DAILY TELEGRAPH REPORTS ON LONDON WAR LOAN RALLY
London (JFK+50) One hundred years ago today, February 16, 1917, the Daily Telegraph reported on a War Loan Rally held a day earlier in London's Trafalgar Square*. The Telegraph described the rally as "one of the most historic events of the war."
The British were celebrating the end of a successful war loan campaign. The event was marked by the tolling of bells from many London church steeples and by music provided by the Coldstream and Welsh Guards.
Addresses by the Mayor of Westminster and the Lord Mayor were augmented by the singing of the hymn "Oh God our Help in Ages Past," along with a recitation of the Lord's Prayer and singing of the National Anthem.
An honored guest at the rally was the Prime Minister of New Zealand.
Shane Croucher of International Business Times writes that 136 million British pounds are paid each year, even today, on the World War I war loans. He also informs us that 99% of the remaining debt is owed to a handful of financial institutions which remain unidentified.
According to the Debt Management Office, 120,000 war loans remain. Originally, 3 million Britons purchased war bonds.
*Trafalgar Square is a public square located in the City of Westminster, central London, commemorating the British naval victory off the coast of Cape Trafalgar, Spain.

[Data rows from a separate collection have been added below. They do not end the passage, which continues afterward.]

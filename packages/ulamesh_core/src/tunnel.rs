//! Per-peer tunnel interfaces.
//!
//! One TUN device per directly connected peer, created lazily the
//! first time traffic involves that peer. Entries are deactivated in
//! place (by `HangUp`, a disconnect callback, or an I/O failure) and
//! removed only by the tunnel thread's sweep, so removal never races a
//! concurrent write.

use std::fs::File;
use std::os::fd::{AsRawFd, RawFd};

use ulamesh_proto::PeerId;

use crate::{addr, State, VpnCore};

/// One per-peer virtual interface.
pub struct TunnelEntry {
    pub peer: PeerId,
    /// Small local index, unique across live entries and reused after
    /// removal. Doubles as the interface name suffix.
    pub index: usize,
    pub name: String,
    /// The TUN descriptor; `None` when device creation failed.
    pub file: Option<File>,
    /// OS interface index; `None` until provisioning got that far.
    pub interface: Option<u32>,
    pub active: bool,
    /// Next route index to pull from this peer.
    pub next_route_index: u32,
    /// Table size reported by the peer's `RouteEnd`, if any. Pulling
    /// stops once set, until the next reset.
    pub route_limit: Option<u32>,
}

impl TunnelEntry {
    fn new(peer: PeerId, index: usize, name: String) -> Self {
        Self {
            peer,
            index,
            name,
            file: None,
            interface: None,
            active: true,
            next_route_index: 0,
            route_limit: None,
        }
    }
}

/// The set of live tunnels. At most one entry per peer.
pub struct TunnelTable {
    entries: Vec<TunnelEntry>,
}

impl TunnelTable {
    pub fn new() -> Self {
        Self {
            entries: Vec::new(),
        }
    }

    pub fn len(&self) -> usize {
        self.entries.len()
    }

    pub fn is_empty(&self) -> bool {
        self.entries.is_empty()
    }

    pub fn iter(&self) -> impl Iterator<Item = &TunnelEntry> {
        self.entries.iter()
    }

    pub fn iter_mut(&mut self) -> impl Iterator<Item = &mut TunnelEntry> {
        self.entries.iter_mut()
    }

    pub fn by_peer_mut(&mut self, peer: &PeerId) -> Option<&mut TunnelEntry> {
        self.entries.iter_mut().find(|e| e.peer == *peer)
    }

    pub fn by_index(&self, index: usize) -> Option<&TunnelEntry> {
        self.entries.iter().find(|e| e.index == index)
    }

    pub fn by_index_mut(&mut self, index: usize) -> Option<&mut TunnelEntry> {
        self.entries.iter_mut().find(|e| e.index == index)
    }

    /// The smallest local index not used by a live entry.
    fn free_index(&self) -> usize {
        let mut index = 0;
        while self.by_index(index).is_some() {
            index += 1;
        }
        index
    }

    fn push(&mut self, entry: TunnelEntry) {
        self.entries.push(entry);
    }

    fn take_inactive(&mut self) -> Vec<TunnelEntry> {
        let mut removed = Vec::new();
        let mut i = 0;
        while i < self.entries.len() {
            if self.entries[i].active {
                i += 1;
            } else {
                removed.push(self.entries.remove(i));
            }
        }
        removed
    }

    fn take_all(&mut self) -> Vec<TunnelEntry> {
        std::mem::take(&mut self.entries)
    }
}

impl Default for TunnelTable {
    fn default() -> Self {
        Self::new()
    }
}

impl VpnCore {
    /// Find or create the tunnel for `peer`, marking it active, and
    /// return its local index. Idempotent.
    ///
    /// Provisioning a new tunnel is a sequence of independently
    /// checked kernel calls; a failed step is logged and the entry is
    /// kept in whatever state it reached, so a later reconciliation
    /// pass can still route around it.
    pub(crate) fn ensure_tunnel(&self, state: &mut State, peer: PeerId) -> usize {
        if let Some(entry) = state.tunnels.by_peer_mut(&peer) {
            entry.active = true;
            return entry.index;
        }

        let index = state.tunnels.free_index();
        let name = format!("{}{}", self.config.interface_prefix, index);
        let mut entry = TunnelEntry::new(peer, index, name.clone());

        match self.net.open_tun(&name) {
            Ok(file) => entry.file = Some(file),
            Err(err) => log::warn!("{name}: failed to open tun device: {err}"),
        }
        if entry.file.is_some() {
            if let Err(err) = self.net.link_up(&name) {
                log::warn!("{name}: failed to bring link up: {err}");
            }
            if let Err(err) = self.net.set_mtu(&name, self.config.mtu) {
                log::warn!("{name}: failed to set mtu: {err}");
            }
            match self.net.interface_index(&name) {
                Ok(interface) => entry.interface = Some(interface),
                Err(err) => log::warn!("{name}: failed to resolve interface index: {err}"),
            }
        }
        if let Some(interface) = entry.interface {
            let address = addr::iface_addr(&self.overlay.local_peer_id(), index);
            if let Err(err) = self.net.add_address(interface, address, 64) {
                log::warn!("{name}: failed to assign {address}/64: {err}");
            }
            let destination = addr::peer_to_net(&peer);
            if let Err(err) = self.net.add_route(destination, interface, 1) {
                log::warn!("{name}: failed to add direct route {destination}: {err}");
            }
        }

        log::debug!("created tunnel {name} for {peer:?}");
        state.tunnels.push(entry);
        index
    }

    /// Mark the tunnel for `peer` inactive. Called on `HangUp` and by
    /// the overlay's disconnect callback.
    pub fn peer_disconnected(&self, peer: PeerId) {
        let mut state = self.lock_state();
        if let Some(entry) = state.tunnels.by_peer_mut(&peer) {
            entry.active = false;
            log::debug!("tunnel {} deactivated", entry.name);
        }
    }

    /// Mark the tunnel at `index` inactive after an I/O failure.
    pub fn deactivate_index(&self, index: usize) {
        let mut state = self.lock_state();
        if let Some(entry) = state.tunnels.by_index_mut(index) {
            entry.active = false;
            log::debug!("tunnel {} deactivated", entry.name);
        }
    }

    /// Every pollable tunnel descriptor, for the tunnel thread's
    /// registration pass.
    pub fn poll_targets(&self) -> Vec<(usize, RawFd)> {
        let state = self.lock_state();
        state
            .tunnels
            .iter()
            .filter_map(|e| e.file.as_ref().map(|f| (e.index, f.as_raw_fd())))
            .collect()
    }

    /// Remove every inactive entry, handing their descriptors to the
    /// caller. The tunnel thread deregisters each before dropping it.
    pub fn sweep_inactive(&self) -> Vec<(usize, File)> {
        let mut state = self.lock_state();
        state
            .tunnels
            .take_inactive()
            .into_iter()
            .filter_map(|e| e.file.map(|f| (e.index, f)))
            .collect()
    }

    /// Drop every tunnel, closing each descriptor. Final teardown
    /// only, after the tunnel thread has joined.
    pub fn close_all_tunnels(&self) -> Vec<(usize, File)> {
        let mut state = self.lock_state();
        state
            .tunnels
            .take_all()
            .into_iter()
            .filter_map(|e| e.file.map(|f| (e.index, f)))
            .collect()
    }
}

The square, designed by Sir Charles Barry, includes a 169 ft. statue "Lord Nelson's Column." TS was completed in 1840.
"London's Rally: Scenes In the Square," The Daily Telegraph, February 16. 1917, www.telegraph.co.uk/
"World War I 100th Anniversary: UK Taxpayers Paying...War Loans to Secret Bankers," by Shane Croucher, International Business Times, August 4, 2014, www.ibtimes.co.uk/
War Bonds Advertisement (1918)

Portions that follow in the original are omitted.